## Problem statement:
Exactly as they appear, copy the lines from the start of the entries below to the line containing "values and product", both ends included.

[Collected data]
━━━━━━
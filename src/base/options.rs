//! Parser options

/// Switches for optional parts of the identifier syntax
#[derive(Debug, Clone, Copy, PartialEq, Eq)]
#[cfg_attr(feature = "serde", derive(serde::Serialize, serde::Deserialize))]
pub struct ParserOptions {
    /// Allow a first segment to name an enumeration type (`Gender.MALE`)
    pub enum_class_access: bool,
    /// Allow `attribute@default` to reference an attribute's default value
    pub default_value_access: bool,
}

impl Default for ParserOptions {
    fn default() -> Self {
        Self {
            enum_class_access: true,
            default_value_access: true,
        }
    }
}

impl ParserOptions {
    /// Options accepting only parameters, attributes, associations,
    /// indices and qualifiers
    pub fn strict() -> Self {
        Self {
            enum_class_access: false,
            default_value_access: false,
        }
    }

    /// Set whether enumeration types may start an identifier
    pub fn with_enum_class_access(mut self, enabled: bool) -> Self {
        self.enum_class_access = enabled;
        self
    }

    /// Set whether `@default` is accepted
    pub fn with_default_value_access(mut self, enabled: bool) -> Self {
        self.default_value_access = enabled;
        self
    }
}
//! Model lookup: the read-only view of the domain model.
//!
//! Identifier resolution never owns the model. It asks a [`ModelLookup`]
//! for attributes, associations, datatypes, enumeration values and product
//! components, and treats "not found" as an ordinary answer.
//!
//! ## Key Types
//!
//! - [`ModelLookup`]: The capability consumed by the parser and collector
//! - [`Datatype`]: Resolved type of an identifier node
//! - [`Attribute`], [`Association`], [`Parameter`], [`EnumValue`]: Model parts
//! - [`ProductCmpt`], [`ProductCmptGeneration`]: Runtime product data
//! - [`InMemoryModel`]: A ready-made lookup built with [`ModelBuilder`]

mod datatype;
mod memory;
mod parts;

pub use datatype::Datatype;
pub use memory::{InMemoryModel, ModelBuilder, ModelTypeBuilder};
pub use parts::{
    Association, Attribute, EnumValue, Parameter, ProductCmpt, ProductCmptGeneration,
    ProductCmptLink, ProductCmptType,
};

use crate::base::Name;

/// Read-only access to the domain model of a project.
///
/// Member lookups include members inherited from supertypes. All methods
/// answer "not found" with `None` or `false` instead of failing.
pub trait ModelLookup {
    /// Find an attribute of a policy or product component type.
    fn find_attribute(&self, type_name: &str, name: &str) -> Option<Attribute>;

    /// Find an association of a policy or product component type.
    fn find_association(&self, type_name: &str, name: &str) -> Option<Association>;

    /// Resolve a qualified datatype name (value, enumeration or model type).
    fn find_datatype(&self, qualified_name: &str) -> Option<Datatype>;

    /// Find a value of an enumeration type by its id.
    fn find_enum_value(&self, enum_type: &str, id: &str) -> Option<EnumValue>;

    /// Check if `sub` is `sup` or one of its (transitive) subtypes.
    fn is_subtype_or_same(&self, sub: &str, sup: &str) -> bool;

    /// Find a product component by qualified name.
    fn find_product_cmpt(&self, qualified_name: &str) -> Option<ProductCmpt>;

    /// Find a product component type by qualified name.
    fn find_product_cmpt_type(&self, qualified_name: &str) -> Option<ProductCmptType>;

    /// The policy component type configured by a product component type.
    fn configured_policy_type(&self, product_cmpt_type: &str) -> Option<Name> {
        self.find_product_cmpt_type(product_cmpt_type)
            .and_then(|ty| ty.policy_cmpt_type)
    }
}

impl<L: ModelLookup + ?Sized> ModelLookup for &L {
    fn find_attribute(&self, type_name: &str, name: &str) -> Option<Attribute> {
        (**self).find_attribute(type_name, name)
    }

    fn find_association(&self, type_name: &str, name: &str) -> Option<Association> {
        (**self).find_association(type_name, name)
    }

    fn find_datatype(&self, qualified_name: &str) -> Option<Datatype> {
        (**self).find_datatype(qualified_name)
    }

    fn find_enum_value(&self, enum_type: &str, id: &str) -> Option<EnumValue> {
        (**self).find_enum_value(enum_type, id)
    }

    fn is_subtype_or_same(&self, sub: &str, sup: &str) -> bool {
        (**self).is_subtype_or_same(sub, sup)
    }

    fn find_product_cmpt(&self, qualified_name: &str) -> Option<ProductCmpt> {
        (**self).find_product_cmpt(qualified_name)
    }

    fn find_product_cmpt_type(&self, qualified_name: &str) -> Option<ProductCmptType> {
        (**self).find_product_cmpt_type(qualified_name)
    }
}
━━━━━━
## Answer to the exercise:
filename src/base/options.rs
//! Parser options

/// Switches for optional parts of the identifier syntax
#[derive(Debug, Clone, Copy, PartialEq, Eq)]
#[cfg_attr(feature = "serde", derive(serde::Serialize, serde::Deserialize))]
pub struct ParserOptions {
    /// Allow a first segment to name an enumeration type (`Gender.MALE`)
    pub enum_class_access: bool,
    /// Allow `attribute@default` to reference an attribute's default value
    pub default_value_access: bool,
}

impl Default for ParserOptions {
    fn default() -> Self {
        Self {
            enum_class_access: true,
            default_value_access: true,
        }
    }
}

impl ParserOptions {
    /// Options accepting only parameters, attributes, associations,
    /// indices and qualifiers
    pub fn strict() -> Self {
        Self {
            enum_class_access: false,
            default_value_access: false,
        }
    }

    /// Set whether enumeration types may start an identifier
    pub fn with_enum_class_access(mut self, enabled: bool) -> Self {
        self.enum_class_access = enabled;
        self
    }

    /// Set whether `@default` is accepted
    pub fn with_default_value_access(mut self, enabled: bool) -> Self {
        self.default_value_access = enabled;
        self
    }
}
//! Model lookup: the read-only view of the domain model.
//!
//! Identifier resolution never owns the model. It asks a [`ModelLookup`]
//! for attributes, associations, datatypes, enumeration values and product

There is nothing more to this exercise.